● **Aim of the task**
From the data below, give the number of lines holding the word "ActivationState", with nothing else added.

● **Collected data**

//! Model-based property tests.
//!
//! These tests generate random operation sequences and verify that the real
//! controller behaves identically to the reference model, while every
//! standard invariant holds after each step.
//!
//! ```text
//! proptest generates: Vec<Operation>
//!                          │
//!           ┌──────────────┼──────────────┐
//!           ▼              ▼              ▼
//!      ModelKiosk      SimWorld        Compare
//!      (reference)   (SimAdapter)      Results
//! ```

use lockdown_harness::{
    Capability, InvariantRegistry, KeyChoice, ModelKiosk, Operation, SimAdapter, SimWorld,
};
use proptest::prelude::*;

fn capability_strategy() -> impl Strategy<Value = Capability> {
    prop_oneof![Just(Capability::Granted), Just(Capability::Denied), Just(Capability::Unsupported)]
}

fn key_strategy() -> impl Strategy<Value = KeyChoice> {
    prop_oneof![
        Just(KeyChoice::Back),
        Just(KeyChoice::Home),
        Just(KeyChoice::AppSwitch),
        Just(KeyChoice::Menu),
        Just(KeyChoice::Power),
        Just(KeyChoice::VolumeUp),
        Just(KeyChoice::VolumeDown),
        Just(KeyChoice::IncomingCall),
        Just(KeyChoice::EndCall),
        any::<u8>().prop_map(KeyChoice::Other),
    ]
}

fn operation_strategy() -> impl Strategy<Value = Operation> {
    prop_oneof![
        3 => any::<bool>().prop_map(Operation::SetActive),
        4 => (key_strategy(), any::<bool>())
            .prop_map(|(key, release)| Operation::Key { key, release }),
        2 => any::<bool>().prop_map(|user_leaving| Operation::Lifecycle { user_leaving }),
        1 => Just(Operation::RevokeLock),
        1 => capability_strategy().prop_map(Operation::SetCapability),
    ]
}

proptest! {
    #[test]
    fn prop_controller_matches_model(
        capability in capability_strategy(),
        ops in prop::collection::vec(operation_strategy(), 0..60),
    ) {
        let mut model = ModelKiosk::new();
        let mut world = SimWorld::new(SimAdapter::new(capability));
        let invariants = InvariantRegistry::standard();

        for op in &ops {
            let expected = model.apply(op);
            let actual = world.apply(op);
            prop_assert_eq!(expected, actual, "diverged on {:?}", op);
            prop_assert!(invariants.check_all(&world.snapshot()).is_ok());
        }

        prop_assert_eq!(model.is_active(), world.controller().state().is_active());
    }

    #[test]
    fn prop_set_active_is_idempotent(
        capability in capability_strategy(),
        active in any::<bool>(),
        repeats in 1usize..5,
    ) {
        let mut once = SimWorld::new(SimAdapter::new(capability));
        once.apply(&Operation::SetActive(active));

        let mut many = SimWorld::new(SimAdapter::new(capability));
        for _ in 0..repeats {
            many.apply(&Operation::SetActive(active));
        }

        prop_assert_eq!(once.controller().state(), many.controller().state());
        prop_assert_eq!(once.adapter().lock_held(), many.adapter().lock_held());
        prop_assert_eq!(once.adapter().surfaces_hidden(), many.adapter().surfaces_hidden());
    }
}

proptest! {
    #![proptest_config(ProptestConfig::with_cases(64))]

    #[test]
    fn prop_invariants_hold_under_run(ops in prop::collection::vec(operation_strategy(), 0..100)) {
        let mut world = SimWorld::new(SimAdapter::granted());
        world.run(&ops, &InvariantRegistry::standard());
    }
}
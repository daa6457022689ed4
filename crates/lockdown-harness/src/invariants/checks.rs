//! Standard invariant checks.
//!
//! These capture WHAT must be true after any step, not specific scenarios.

use lockdown_core::Decision;

use super::{Invariant, InvariantResult, KioskSnapshot, Violation};

/// The exclusive lock is only ever held while active.
///
/// A held lock after deactivation would leave the user stuck in the app.
pub struct LockImpliesActive;

impl Invariant for LockImpliesActive {
    fn name(&self) -> &'static str {
        "lock_implies_active"
    }

    fn check(&self, state: &KioskSnapshot) -> InvariantResult {
        if state.lock_held && !state.state.is_active() {
            return Err(Violation {
                invariant: self.name(),
                message: "exclusive lock held while inactive".to_string(),
            });
        }
        Ok(())
    }
}

/// Transient surfaces are hidden exactly while active.
pub struct SurfacesFollowState;

impl Invariant for SurfacesFollowState {
    fn name(&self) -> &'static str {
        "surfaces_follow_state"
    }

    fn check(&self, state: &KioskSnapshot) -> InvariantResult {
        if state.surfaces_hidden != state.state.is_active() {
            return Err(Violation {
                invariant: self.name(),
                message: format!(
                    "surfaces hidden = {} while state is {}",
                    state.surfaces_hidden, state.state
                ),
            });
        }
        Ok(())
    }
}

/// Acquire is never issued while the lock is held.
pub struct NoRedundantAcquire;

impl Invariant for NoRedundantAcquire {
    fn name(&self) -> &'static str {
        "no_redundant_acquire"
    }

    fn check(&self, state: &KioskSnapshot) -> InvariantResult {
        if state.redundant_acquires > 0 {
            return Err(Violation {
                invariant: self.name(),
                message: format!("{} acquire(s) on a held lock", state.redundant_acquires),
            });
        }
        Ok(())
    }
}

/// Release is never issued while the lock is free.
pub struct NoReleaseWhileFree;

impl Invariant for NoReleaseWhileFree {
    fn name(&self) -> &'static str {
        "no_release_while_free"
    }

    fn check(&self, state: &KioskSnapshot) -> InvariantResult {
        if state.releases_while_free > 0 {
            return Err(Violation {
                invariant: self.name(),
                message: format!("{} release(s) on a free lock", state.releases_while_free),
            });
        }
        Ok(())
    }
}

/// Call keys always pass through.
pub struct ExemptPassThrough;

impl Invariant for ExemptPassThrough {
    fn name(&self) -> &'static str {
        "exempt_pass_through"
    }

    fn check(&self, state: &KioskSnapshot) -> InvariantResult {
        for (class, decision) in &state.decisions {
            if class.is_exempt() && *decision != Decision::PassThrough {
                return Err(Violation {
                    invariant: self.name(),
                    message: format!("{class:?} consumed while {}", state.state),
                });
            }
        }
        Ok(())
    }
}

/// Restricted keys are consumed exactly while active.
pub struct RestrictedFollowsState;

impl Invariant for RestrictedFollowsState {
    fn name(&self) -> &'static str {
        "restricted_follows_state"
    }

    fn check(&self, state: &KioskSnapshot) -> InvariantResult {
        for (class, decision) in &state.decisions {
            if class.is_restricted() && decision.is_consumed() != state.state.is_active() {
                return Err(Violation {
                    invariant: self.name(),
                    message: format!("{class:?} -> {decision:?} while {}", state.state),
                });
            }
        }
        Ok(())
    }
}
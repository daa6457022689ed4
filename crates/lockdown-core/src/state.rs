//! Activation state of the kiosk controller.

/// Whether kiosk restrictions are in force.
///
/// Held only in process memory by a single [`crate::KioskController`]. A fresh
/// process always starts [`ActivationState::Inactive`]; the caller must
/// re-issue activation after a restart.
#[derive(Debug, Clone, Copy, Default, PartialEq, Eq, Hash)]
pub enum ActivationState {
    /// No restrictions. Every input passes through.
    #[default]
    Inactive,
    /// Restrictions in force.
    Active,
}

impl ActivationState {
    /// Whether restrictions are in force.
    pub fn is_active(self) -> bool {
        matches!(self, Self::Active)
    }
}

impl From<bool> for ActivationState {
    fn from(active: bool) -> Self {
        if active { Self::Active } else { Self::Inactive }
    }
}

impl std::fmt::Display for ActivationState {
    fn fmt(&self, f: &mut std::fmt::Formatter<'_>) -> std::fmt::Result {
        match self {
            Self::Inactive => f.write_str("inactive"),
            Self::Active => f.write_str("active"),
        }
    }
}
//! Host events and the responses they produce.
//!
//! Everything the embedding application sends to the controller is a
//! [`HostEvent`]; every event gets exactly one [`Response`].

use lockdown_core::{CommandError, Decision, InputEvent, LifecycleSignal, MethodCall};

/// Events delivered by the host to the dispatch loop.
#[derive(Debug, Clone, PartialEq, Eq)]
pub enum HostEvent {
    /// Command-channel method call.
    Call(MethodCall),

    /// Key event that needs a consume/pass-through decision.
    Input(InputEvent),

    /// Foreground lifecycle notification.
    Lifecycle(LifecycleSignal),
}

/// Acknowledgement of a delivered command.
///
/// Only says the command reached the controller, never whether the platform
/// restriction took effect.
#[derive(Debug, Clone, Copy, PartialEq, Eq)]
pub enum CommandAck {
    /// Command accepted.
    Accepted,
}

/// Reply to a single [`HostEvent`].
#[derive(Debug, Clone, PartialEq, Eq)]
pub enum Response {
    /// Reply to [`HostEvent::Call`].
    Ack(Result<CommandAck, CommandError>),

    /// Reply to [`HostEvent::Input`].
    Decision(Decision),

    /// Reply to [`HostEvent::Lifecycle`].
    Handled,
}
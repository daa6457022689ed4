//! Event dispatcher.
//!
//! The [`Dispatcher`] owns the [`KioskController`] and is the only path by
//! which host events reach it. It handles one event at a time, so the
//! activation state has a single writer and needs no locking.

use lockdown_core::{KioskController, RestrictionAdapter};

use crate::{CommandAck, HostEvent, Response};

/// Routes host events to the controller.
#[derive(Debug)]
pub struct Dispatcher<A> {
    controller: KioskController<A>,
}

impl<A: RestrictionAdapter> Dispatcher<A> {
    /// Take ownership of a controller.
    pub fn new(controller: KioskController<A>) -> Self {
        Self { controller }
    }

    /// Handle a single host event.
    ///
    /// Decoded method calls are always acknowledged as accepted. A call that
    /// cannot be decoded is answered with its [`lockdown_core::CommandError`]
    /// and leaves the controller untouched.
    pub fn handle(&mut self, event: HostEvent) -> Response {
        match event {
            HostEvent::Call(call) => match call.decode() {
                Ok(command) => {
                    self.controller.apply(command);
                    Response::Ack(Ok(CommandAck::Accepted))
                },
                Err(e) => {
                    tracing::warn!(method = e.method(), "Rejected method call: {}", e);
                    Response::Ack(Err(e))
                },
            },
            HostEvent::Input(input) => Response::Decision(self.controller.handle_input(&input)),
            HostEvent::Lifecycle(signal) => {
                self.controller.handle_lifecycle(signal);
                Response::Handled
            },
        }
    }

    /// The controller.
    pub fn controller(&self) -> &KioskController<A> {
        &self.controller
    }

    /// Release the controller.
    pub fn into_controller(self) -> KioskController<A> {
        self.controller
    }
}
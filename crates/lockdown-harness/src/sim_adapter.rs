//! Simulated platform binding.
//!
//! `SimAdapter` stands in for the privileged platform primitives. It models a
//! single exclusive foreground lock and the visibility of the transient system
//! surfaces, lets tests choose whether the platform grants, denies or lacks
//! the lock, and journals every call so tests can count them.
//!
//! # Strictness
//!
//! Real platforms may reject a second acquire of a lock that is already held,
//! or a release of a lock that is not. The simulation answers both with
//! [`AdapterResult::AlreadyInDesiredState`] and counts them, so invariant
//! checks can prove the controller never makes either call.

use arbitrary::Arbitrary;
use lockdown_core::{AdapterResult, RestrictionAdapter, WindowProtection};

/// How the simulated platform answers lock requests.
#[derive(Debug, Clone, Copy, PartialEq, Eq, Arbitrary)]
pub enum Capability {
    /// Lock requests succeed.
    Granted,
    /// The primitive exists but the app lacks the privilege.
    Denied,
    /// The platform has no such primitive.
    Unsupported,
}

/// A call made to the adapter.
#[derive(Debug, Clone, Copy, PartialEq, Eq)]
pub enum AdapterCall {
    /// `acquire_exclusive_foreground`
    Acquire,
    /// `release_exclusive_foreground`
    Release,
    /// `hide_transient_surfaces`
    Hide,
    /// `show_transient_surfaces`
    Show,
    /// `request_foreground`
    RequestForeground,
    /// `apply_window_protection`
    ApplyWindowProtection(WindowProtection),
}

/// Simulated restriction adapter.
#[derive(Debug, Clone)]
pub struct SimAdapter {
    capability: Capability,
    /// Result returned by every re-foreground request.
    foreground_result: AdapterResult,
    lock_held: bool,
    surfaces_hidden: bool,
    window_protection: Option<WindowProtection>,
    redundant_acquires: usize,
    releases_while_free: usize,
    journal: Vec<AdapterCall>,
}

impl SimAdapter {
    /// Create a simulated platform with the given lock capability.
    pub fn new(capability: Capability) -> Self {
        Self {
            capability,
            foreground_result: AdapterResult::Success,
            lock_held: false,
            surfaces_hidden: false,
            window_protection: None,
            redundant_acquires: 0,
            releases_while_free: 0,
            journal: Vec::new(),
        }
    }

    /// Platform that grants the exclusive lock.
    pub fn granted() -> Self {
        Self::new(Capability::Granted)
    }

    /// Platform that denies the exclusive lock.
    pub fn denied() -> Self {
        Self::new(Capability::Denied)
    }

    /// Platform without an exclusive lock primitive.
    pub fn unsupported() -> Self {
        Self::new(Capability::Unsupported)
    }

    /// Answer every re-foreground request with `result`.
    pub fn with_foreground_result(mut self, result: AdapterResult) -> Self {
        self.foreground_result = result;
        self
    }

    /// Change how future lock requests are answered.
    pub fn set_capability(&mut self, capability: Capability) {
        self.capability = capability;
    }

    /// Drop the lock from outside the app, as a device administrator could.
    pub fn revoke_lock(&mut self) {
        if self.lock_held {
            tracing::trace!("Simulated platform revoked exclusive lock");
        }
        self.lock_held = false;
    }

    /// Whether the exclusive lock is held.
    pub fn lock_held(&self) -> bool {
        self.lock_held
    }

    /// Whether the transient surfaces are hidden.
    pub fn surfaces_hidden(&self) -> bool {
        self.surfaces_hidden
    }

    /// Last applied window protection. `None` if never applied.
    pub fn window_protection(&self) -> Option<WindowProtection> {
        self.window_protection
    }

    /// Acquires issued while the lock was already held.
    pub fn redundant_acquires(&self) -> usize {
        self.redundant_acquires
    }

    /// Releases issued while the lock was not held.
    pub fn releases_while_free(&self) -> usize {
        self.releases_while_free
    }

    /// Every call in order.
    pub fn journal(&self) -> &[AdapterCall] {
        &self.journal
    }

    /// Number of journaled calls equal to `call`.
    pub fn count(&self, call: AdapterCall) -> usize {
        self.journal.iter().filter(|c| **c == call).count()
    }

    /// Forget previous calls. Platform state is kept.
    pub fn clear_journal(&mut self) {
        self.journal.clear();
    }
}

impl Default for SimAdapter {
    fn default() -> Self {
        Self::granted()
    }
}

impl RestrictionAdapter for SimAdapter {
    fn acquire_exclusive_foreground(&mut self) -> AdapterResult {
        self.journal.push(AdapterCall::Acquire);

        if self.lock_held {
            self.redundant_acquires += 1;
            return AdapterResult::AlreadyInDesiredState;
        }

        match self.capability {
            Capability::Granted => {
                self.lock_held = true;
                AdapterResult::Success
            },
            Capability::Denied => AdapterResult::PermissionDenied,
            Capability::Unsupported => AdapterResult::Unsupported,
        }
    }

    fn release_exclusive_foreground(&mut self) -> AdapterResult {
        self.journal.push(AdapterCall::Release);

        if !self.lock_held {
            self.releases_while_free += 1;
            return AdapterResult::AlreadyInDesiredState;
        }

        self.lock_held = false;
        AdapterResult::Success
    }

    fn is_exclusive_foreground_held(&self) -> bool {
        self.lock_held
    }

    fn hide_transient_surfaces(&mut self) {
        self.journal.push(AdapterCall::Hide);
        self.surfaces_hidden = true;
    }

    fn show_transient_surfaces(&mut self) {
        self.journal.push(AdapterCall::Show);
        self.surfaces_hidden = false;
    }

    fn request_foreground(&mut self) -> AdapterResult {
        self.journal.push(AdapterCall::RequestForeground);
        self.foreground_result
    }

    fn apply_window_protection(&mut self, protection: WindowProtection) {
        self.journal.push(AdapterCall::ApplyWindowProtection(protection));
        self.window_protection = Some(protection);
    }
}

#[cfg(test)]
mod tests {
    use super::*;

    #[test]
    fn granted_platform_holds_lock() {
        let mut adapter = SimAdapter::granted();
        assert_eq!(adapter.acquire_exclusive_foreground(), AdapterResult::Success);
        assert!(adapter.is_exclusive_foreground_held());
        assert_eq!(adapter.release_exclusive_foreground(), AdapterResult::Success);
        assert!(!adapter.is_exclusive_foreground_held());
    }

    #[test]
    fn denied_platform_never_holds_lock() {
        let mut adapter = SimAdapter::denied();
        assert_eq!(adapter.acquire_exclusive_foreground(), AdapterResult::PermissionDenied);
        assert!(!adapter.lock_held());
    }

    #[test]
    fn strict_calls_are_counted() {
        let mut adapter = SimAdapter::granted();
        let _ = adapter.acquire_exclusive_foreground();
        assert_eq!(adapter.acquire_exclusive_foreground(), AdapterResult::AlreadyInDesiredState);
        assert_eq!(adapter.redundant_acquires(), 1);

        adapter.revoke_lock();
        assert_eq!(adapter.release_exclusive_foreground(), AdapterResult::AlreadyInDesiredState);
        assert_eq!(adapter.releases_while_free(), 1);
    }

    #[test]
    fn journal_counts_calls() {
        let mut adapter = SimAdapter::unsupported();
        adapter.hide_transient_surfaces();
        adapter.hide_transient_surfaces();
        let _ = adapter.request_foreground();

        assert_eq!(adapter.count(AdapterCall::Hide), 2);
        assert_eq!(adapter.count(AdapterCall::RequestForeground), 1);

        adapter.clear_journal();
        assert!(adapter.journal().is_empty());
        assert!(adapter.surfaces_hidden());
    }
}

● **Reply to the task**
5